MobileNet-V2 [Sandler2019] ONNX model retrieved from: https://github.com/onnx/models/tree/master/vision/classification/mobilenet

See Reference Input section for details on input and output data generation.

cd onnx_import
python3.6 onnx_to_pico_cnn.py --input PATH_TO_ONNX/mobilenetv2-1.0.onnx
cd generated_code/mobilenetv2-1
make reference_input
./reference_input network.weights.bin input.data output.data

Inception-V3

Inception-V3 [Szegedy2014] ONNX model retrieved from: http://download.tensorflow.org/models/inception_v3_2016_08_28.tar.gz and converted using TensorFlow slim.

See Reference Input section for details on input and output data generation.

cd onnx_import
python3.6 onnx_to_pico_cnn.py --input PATH_TO_ONNX/inceptionv3.onnx
cd generated_code/inceptionv3
make reference_input
./reference_input network.weights.bin input.data output.data

Inception-ResNet-V2

Inception-ResNet-V2 [Szegedy2016] ONNX model retrieved from: http://download.tensorflow.org/models/inception_resnet_v2_2016_08_30.tar.gz and converted using TensorFlow slim.

See Reference Input section for details on input and output data generation.

cd onnx_import
python3.6 onnx_to_pico_cnn.py --input PATH_TO_ONNX/inception_resnet_v2.onnx
cd generated_code/inception_resnet_v2
make reference_input
./reference_input network.weights.bin input.data output.data

Speech Recognition

TC-ResNet-8

TC-ResNet-8 [Choi2019] trained on the Google Speech Commands Dataset

cd onnx_import
python3.6 onnx_to_pico_cnn.py --input PATH_TO_ONNX/tc-res8-update.onnx
cd generated_code/tc-res8-update
make reference_input
./reference_input network.weights.bin input.data output.data

Contributors

Citing Pico-CNN

Please cite Pico-CNN in your publications if it helps your research:

@inproceedings{luebeck2019picocnn,
    author = {Lübeck, Konstantin and Bringmann, Oliver},
    title = {A Heterogeneous and Reconfigurable Embedded Architecture for Energy-Efficient Execution of Convolutional Neural Networks},
    booktitle = {Architecture of Computing Systems (ARCS 2019)},
    year = {2019},
    month = {May},
    pages = {267--280},
    address = {Copenhagen, Denmark},
    isbn = {978-3-030-18656-2}
}

References

[LeCun1998] Y. Lecun, L. Bottou, Y. Bengio, and P. Haffner, “Gradient-based learning applied to document recognition,” Proceedings of the IEEE, vol. 86, no. 11, pp. 2278–2324, Nov. 1998.

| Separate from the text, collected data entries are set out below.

//! Explorer configuration
//!
//! Row caps and plan thresholds are tunable; the 9-position key window and
//! the minimum match count live in [`crate::candidate`] as domain constants.

use crate::error::{JoinError, Result};
use serde::{Deserialize, Serialize};
use std::path::Path;

/// Top-level configuration for a relationship exploration session
#[derive(Debug, Clone, PartialEq, Serialize, Deserialize)]
#[serde(default)]
pub struct ExplorerConfig {
    /// Schema used when the caller does not qualify the table name
    pub default_schema: String,

    /// JOIN plan synthesis settings
    pub plans: PlanConfig,
}

impl Default for ExplorerConfig {
    fn default() -> Self {
        Self {
            default_schema: "dbo".to_string(),
            plans: PlanConfig::default(),
        }
    }
}

/// Settings for the three plan templates
#[derive(Debug, Clone, PartialEq, Serialize, Deserialize)]
#[serde(default)]
pub struct PlanConfig {
    /// `TOP n` for the single best JOIN
    pub single_join_row_cap: u32,

    /// `TOP n` for the multi-table JOIN
    pub multi_join_row_cap: u32,

    /// Candidates below this confidence are left out of the multi-table JOIN
    pub multi_join_min_confidence: f64,

    /// Maximum number of joined tables in the multi-table JOIN
    pub max_joins: usize,

    /// Candidates below this confidence are left out of the row-count analysis
    pub analysis_min_confidence: f64,

    /// Maximum number of related tables in the row-count analysis
    pub analysis_max_tables: usize,
}

impl Default for PlanConfig {
    fn default() -> Self {
        Self {
            single_join_row_cap: 1000,
            multi_join_row_cap: 500,
            multi_join_min_confidence: 0.3,
            max_joins: 3,
            analysis_min_confidence: 0.2,
            analysis_max_tables: 5,
        }
    }
}

impl ExplorerConfig {
    /// Load configuration from a JSON file. Fields missing from the file keep
    /// their defaults.
    pub fn load(path: impl AsRef<Path>) -> Result<Self> {
        let path = path.as_ref();
        let content = std::fs::read_to_string(path)
            .map_err(|e| JoinError::Config(format!("Failed to read {}: {}", path.display(), e)))?;
        let config: ExplorerConfig = serde_json::from_str(&content)
            .map_err(|e| JoinError::Config(format!("Failed to parse {}: {}", path.display(), e)))?;
        config.validate()?;
        Ok(config)
    }

    /// Reject thresholds outside [0, 1] and zero row caps or table limits
    pub fn validate(&self) -> Result<()> {
        if self.default_schema.trim().is_empty() {
            return Err(JoinError::Config("default_schema must not be empty".to_string()));
        }

        let plans = &self.plans;
        for (name, value) in [
            ("multi_join_min_confidence", plans.multi_join_min_confidence),
            ("analysis_min_confidence", plans.analysis_min_confidence),
        ] {
            if !(0.0..=1.0).contains(&value) {
                return Err(JoinError::Config(format!(
                    "{} must be between 0 and 1, got {}",
                    name, value
                )));
            }
        }

        if plans.single_join_row_cap == 0 || plans.multi_join_row_cap == 0 {
            return Err(JoinError::Config("row caps must be greater than zero".to_string()));
        }

        for (name, value) in [
            ("max_joins", plans.max_joins),
            ("analysis_max_tables", plans.analysis_max_tables),
        ] {
            if value == 0 {
                return Err(JoinError::Config(format!("{} must be greater than zero", name)));
            }
        }

        Ok(())
    }
}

[Krizhevsky2017] A. Krizhevsky, I. Sutskever, and G. E. Hinton, “ImageNet classification with deep convolutional neural networks,” Communications of the ACM, vol. 60, no. 6, pp. 84–90, May 2017.

[Simonyan2014] K. Simonyan and A. Zisserman, “Very Deep Convolutional Networks for Large-Scale Image Recognition,” arXiv:1409.1556 [cs], Sep. 2014.

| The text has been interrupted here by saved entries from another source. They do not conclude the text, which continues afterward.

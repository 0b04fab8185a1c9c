//! Error types for streakline.
//!
//! This module defines the error taxonomy used throughout the crate. Engines
//! fail fast with a typed error and never clamp or silently repair bad input;
//! the dispatcher is the only layer allowed to degrade (by returning an
//! already-augmented series unchanged), and it surfaces engine failures as
//! [`Error::Computation`] rather than folding them into a partial result.
//!
//! Every message is display-ready: the excluded UI layer shows it verbatim.

use thiserror::Error;

/// The main error type for streakline operations.
#[derive(Debug, Clone, PartialEq, Error)]
pub enum Error {
    /// A required column is missing from an input table.
    ///
    /// Raised by [`validate_columns`](crate::series::validate_columns) when an
    /// uploaded dataset lacks one of the fields the core needs (matching is
    /// case-insensitive). Never retried.
    #[error("missing required column: {column}")]
    Schema {
        /// The required column that was not found.
        column: String,
    },

    /// An indicator parameter is outside its valid domain.
    ///
    /// The message names the field, the value it was given, and the violated
    /// constraint. Parameters are never silently clamped.
    #[error("invalid parameter {name}={value}: {constraint}")]
    Parameter {
        /// Name of the offending parameter.
        name: &'static str,
        /// The value that was rejected.
        value: f64,
        /// Description of the violated constraint.
        constraint: String,
    },

    /// A parameter name not recognized by the targeted indicator.
    ///
    /// Unknown names are rejected rather than silently accepted, so a typo in
    /// an override can never turn into a default-parameter computation.
    #[error("unknown parameter {name:?} for indicator {indicator}")]
    UnknownParameter {
        /// Key of the indicator the override was aimed at.
        indicator: &'static str,
        /// The unrecognized parameter name.
        name: String,
    },

    /// An indicator key with no entry in the registry.
    #[error("unknown indicator: {key}")]
    UnknownIndicator {
        /// The key that was requested.
        key: String,
    },

    /// An engine failed during execution for a reason other than bad
    /// parameters.
    ///
    /// Wraps the indicator key and the underlying cause so the failure stays
    /// attributable after crossing the dispatcher boundary.
    #[error("indicator {indicator} failed: {source}")]
    Computation {
        /// Key of the indicator whose engine failed.
        indicator: &'static str,
        /// The underlying error.
        #[source]
        source: Box<Error>,
    },
}

/// Convenience type alias for Results using the streakline Error type.
pub type Result<T> = std::result::Result<T, Error>;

[Sandler2019] M. Sandler, A. Howard, M. Zhu, A. Zhmoginov, and L.-C. Chen, “MobileNetV2: Inverted Residuals and Linear Bottlenecks,” arXiv:1801.04381 [cs], Mar. 2019.

[Szegedy2014] C. Szegedy et al., “Going Deeper with Convolutions,” arXiv:1409.4842 [cs], Sep. 2014.

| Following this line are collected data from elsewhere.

//! Relative Strength Index (RSI) indicator.
//!
//! The RSI is a momentum oscillator that measures the speed and magnitude of
//! price movements on a scale of 0 to 100.
//!
//! # Algorithm
//!
//! O(n) using Wilder's smoothing:
//!
//! 1. Per-step differences `Change[i] = Price[i] - Price[i-1]`
//! 2. Over the first `window` differences, average gain = mean of positive
//!    changes, average loss = mean of negated negative changes
//! 3. Each later difference updates the averages with Wilder's recurrence:
//!    `Avg[i] = (Avg[i-1] × (window-1) + Current) / window`
//! 4. `RS = Avg Gain / Avg Loss`, `RSI = 100 - 100/(1 + RS)`
//!
//! # Boundary Conditions
//!
//! - All gains (average loss = 0): RSI = 100 exactly
//! - All losses (average gain = 0): RSI = 0
//!
//! # Example
//!
//! ```
//! use streakline::indicators::rsi;
//!
//! let data = vec![44.0_f64, 44.25, 44.5, 43.75, 44.5, 44.25, 44.0, 43.5, 43.25, 43.0];
//! let result = rsi(&data, 5).unwrap();
//!
//! // First `window` values are NaN
//! assert!(result[4].is_nan());
//! assert!(!result[5].is_nan());
//! assert!(result[5] >= 0.0 && result[5] <= 100.0);
//! ```

use crate::error::{Error, Result};
use crate::traits::{validate_min_len, SeriesElement};

/// Returns the lookback period for RSI.
///
/// The first `window` output values are NaN: one observation is consumed
/// forming the first difference, and `window` differences seed the averages.
#[inline]
#[must_use]
pub const fn rsi_lookback(window: usize) -> usize {
    window
}

/// Returns the minimum input length required for RSI.
#[inline]
#[must_use]
pub const fn rsi_min_len(window: usize) -> usize {
    window + 1
}

/// Computes the Relative Strength Index using Wilder's smoothing.
///
/// # Arguments
///
/// * `data` - The input price series
/// * `window` - The number of differences in the smoothing period (commonly 14)
///
/// # Returns
///
/// A `Result` containing a `Vec<T>` the same length as the input. The first
/// `window` values are NaN; all defined values lie in [0, 100].
///
/// # Errors
///
/// Returns [`Error::Parameter`](crate::error::Error::Parameter) if:
/// - `window` is zero
/// - the series is shorter than `window + 1`
///
/// # Performance
///
/// O(n) time, O(n) space for the output vector.
#[must_use = "this returns a Result with the RSI values, which should be used"]
pub fn rsi<T: SeriesElement>(data: &[T], window: usize) -> Result<Vec<T>> {
    if window < 1 {
        return Err(Error::Parameter {
            name: "window",
            value: window as f64,
            constraint: "must be at least 1".to_string(),
        });
    }
    validate_min_len(data, "window", window, rsi_min_len(window))?;

    let n = data.len();
    let mut out = vec![T::nan(); n];
    let window_t = T::from_usize(window);
    let window_minus_one = T::from_usize(window - 1);

    // Seed: plain means of the first `window` gains and losses.
    let mut gain_sum = T::zero();
    let mut loss_sum = T::zero();
    let mut seed_has_nan = false;
    for i in 1..=window {
        let diff = data[i] - data[i - 1];
        if diff.is_nan() {
            seed_has_nan = true;
        } else if diff > T::zero() {
            gain_sum = gain_sum + diff;
        } else {
            loss_sum = loss_sum - diff;
        }
    }

    let (mut avg_gain, mut avg_loss) = if seed_has_nan {
        (T::nan(), T::nan())
    } else {
        (gain_sum / window_t, loss_sum / window_t)
    };
    out[window] = rsi_value(avg_gain, avg_loss);

    // Wilder smoothing for every later difference.
    for i in (window + 1)..n {
        let diff = data[i] - data[i - 1];
        if diff.is_nan() {
            avg_gain = T::nan();
            avg_loss = T::nan();
        } else {
            let gain = if diff > T::zero() { diff } else { T::zero() };
            let loss = if diff < T::zero() { -diff } else { T::zero() };
            avg_gain = (avg_gain * window_minus_one + gain) / window_t;
            avg_loss = (avg_loss * window_minus_one + loss) / window_t;
        }
        out[i] = rsi_value(avg_gain, avg_loss);
    }

    Ok(out)
}

/// RSI from smoothed averages, handling the zero-loss boundary exactly.
fn rsi_value<T: SeriesElement>(avg_gain: T, avg_loss: T) -> T {
    if avg_gain.is_nan() || avg_loss.is_nan() {
        return T::nan();
    }
    if avg_loss == T::zero() {
        return T::hundred();
    }
    let rs = avg_gain / avg_loss;
    T::hundred() - T::hundred() / (T::one() + rs)
}

#[cfg(test)]
mod tests {
    #![allow(clippy::all, clippy::pedantic, clippy::nursery)]
    use super::*;
    use crate::utils::{approx_eq, EPSILON, LOOSE_EPSILON};

    // ==================== Basic Tests ====================

    #[test]
    fn test_rsi_output_shape() {
        let data = vec![44.0_f64, 44.25, 44.5, 43.75, 44.5, 44.25, 44.0, 43.5];
        let result = rsi(&data, 5).unwrap();

        assert_eq!(result.len(), data.len());
        for i in 0..5 {
            assert!(result[i].is_nan(), "index {i} should be in the lookback");
        }
        for i in 5..data.len() {
            assert!(!result[i].is_nan(), "index {i} should be defined");
        }
    }

    #[test]
    fn test_rsi_bounds() {
        let data = vec![
            50.0_f64, 51.0, 49.5, 52.0, 53.0, 51.5, 50.0, 52.5, 54.0, 53.0, 52.0, 55.0,
        ];
        let result = rsi(&data, 4).unwrap();
        for &v in &result {
            if !v.is_nan() {
                assert!((0.0..=100.0).contains(&v), "RSI {v} out of bounds");
            }
        }
    }

    #[test]
    fn test_rsi_all_gains_is_100() {
        let data: Vec<f64> = (1..=10).map(|x| x as f64).collect();
        let result = rsi(&data, 4).unwrap();
        for i in 4..data.len() {
            assert!(approx_eq(result[i], 100.0, EPSILON));
        }
    }

    #[test]
    fn test_rsi_all_losses_is_0() {
        let data: Vec<f64> = (1..=10).rev().map(|x| x as f64).collect();
        let result = rsi(&data, 4).unwrap();
        for i in 4..data.len() {
            assert!(approx_eq(result[i], 0.0, EPSILON));
        }
    }

    #[test]
    fn test_rsi_flat_series_is_100() {
        // No movement means average loss = 0, which the zero-loss branch
        // pins at 100 rather than dividing by zero.
        let data = vec![5.0_f64; 8];
        let result = rsi(&data, 3).unwrap();
        for i in 3..8 {
            assert!(approx_eq(result[i], 100.0, EPSILON));
        }
    }

    #[test]
    fn test_rsi_seed_value_manual() {
        // window 3, diffs: +1, -2, +3 → avg gain = 4/3, avg loss = 2/3
        let data = vec![10.0_f64, 11.0, 9.0, 12.0];
        let result = rsi(&data, 3).unwrap();

        let avg_gain = 4.0 / 3.0;
        let avg_loss = 2.0 / 3.0;
        let expected = 100.0 - 100.0 / (1.0 + avg_gain / avg_loss);
        assert!(approx_eq(result[3], expected, EPSILON));
    }

    #[test]
    fn test_rsi_wilder_recurrence_manual() {
        // Continue the seed case by one step: diff = -1
        let data = vec![10.0_f64, 11.0, 9.0, 12.0, 11.0];
        let result = rsi(&data, 3).unwrap();

        let avg_gain = (4.0 / 3.0 * 2.0 + 0.0) / 3.0;
        let avg_loss = (2.0 / 3.0 * 2.0 + 1.0) / 3.0;
        let expected = 100.0 - 100.0 / (1.0 + avg_gain / avg_loss);
        assert!(approx_eq(result[4], expected, EPSILON));
    }

    #[test]
    fn test_rsi_balanced_alternation_near_50() {
        // Equal-magnitude up/down alternation keeps gains ≈ losses
        let mut data = vec![100.0_f64];
        for i in 0..20 {
            let last = *data.last().unwrap();
            data.push(if i % 2 == 0 { last + 1.0 } else { last - 1.0 });
        }
        let result = rsi(&data, 4).unwrap();
        let last = *result.last().unwrap();
        assert!((last - 50.0).abs() < 20.0, "expected near-neutral RSI, got {last}");
    }

    #[test]
    fn test_rsi_f32() {
        let data = vec![10.0_f32, 11.0, 9.0, 12.0, 11.5];
        let result = rsi(&data, 3).unwrap();
        assert!(result[2].is_nan());
        assert!(!result[3].is_nan());
        assert!(result[3] >= 0.0 && result[3] <= 100.0);
    }

    #[test]
    fn test_rsi_window_one() {
        let data = vec![1.0_f64, 2.0, 1.5, 3.0];
        let result = rsi(&data, 1).unwrap();
        assert!(result[0].is_nan());
        // Single-diff windows put RSI at the rails
        assert!(approx_eq(result[1], 100.0, LOOSE_EPSILON));
        assert!(approx_eq(result[2], 0.0, LOOSE_EPSILON));
        assert!(approx_eq(result[3], 100.0, LOOSE_EPSILON));
    }

    // ==================== NaN Handling Tests ====================

    #[test]
    fn test_rsi_nan_poisons_smoothing() {
        let data = vec![10.0_f64, 11.0, 12.0, f64::NAN, 13.0, 14.0];
        let result = rsi(&data, 2).unwrap();
        assert!(!result[2].is_nan());
        // Differences touching the NaN, and everything after, are undefined
        // because the smoothed averages depend on the full history.
        for i in 3..6 {
            assert!(result[i].is_nan());
        }
    }

    // ==================== Error Handling Tests ====================

    #[test]
    fn test_rsi_zero_window() {
        let data = vec![1.0_f64, 2.0, 3.0];
        assert!(matches!(
            rsi(&data, 0),
            Err(Error::Parameter { name: "window", .. })
        ));
    }

    #[test]
    fn test_rsi_insufficient_data() {
        let data = vec![1.0_f64, 2.0, 3.0];
        // window 3 needs 4 points
        assert!(matches!(
            rsi(&data, 3),
            Err(Error::Parameter { name: "window", .. })
        ));
    }

    #[test]
    fn test_rsi_exact_minimum_length() {
        let data = vec![1.0_f64, 2.0, 3.0, 4.0];
        let result = rsi(&data, 3).unwrap();
        assert!(!result[3].is_nan());
    }

    // ==================== Lookback Tests ====================

    #[test]
    fn test_rsi_lookback_and_min_len() {
        assert_eq!(rsi_lookback(14), 14);
        assert_eq!(rsi_min_len(14), 15);
    }
}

[Szegedy2016] C. Szegedy, S. Ioffe, V. Vanhoucke, and A. Alemi, “Inception-v4, Inception-ResNet and the Impact of Residual Connections on Learning,” arXiv:1602.07261 [cs], Aug. 2016.

[Choi2019] S. Choi et al., “Temporal Convolution for Real-time Keyword Spotting on Mobile Devices,” arXiv:1904.03814 [cs, eess], Nov. 2019.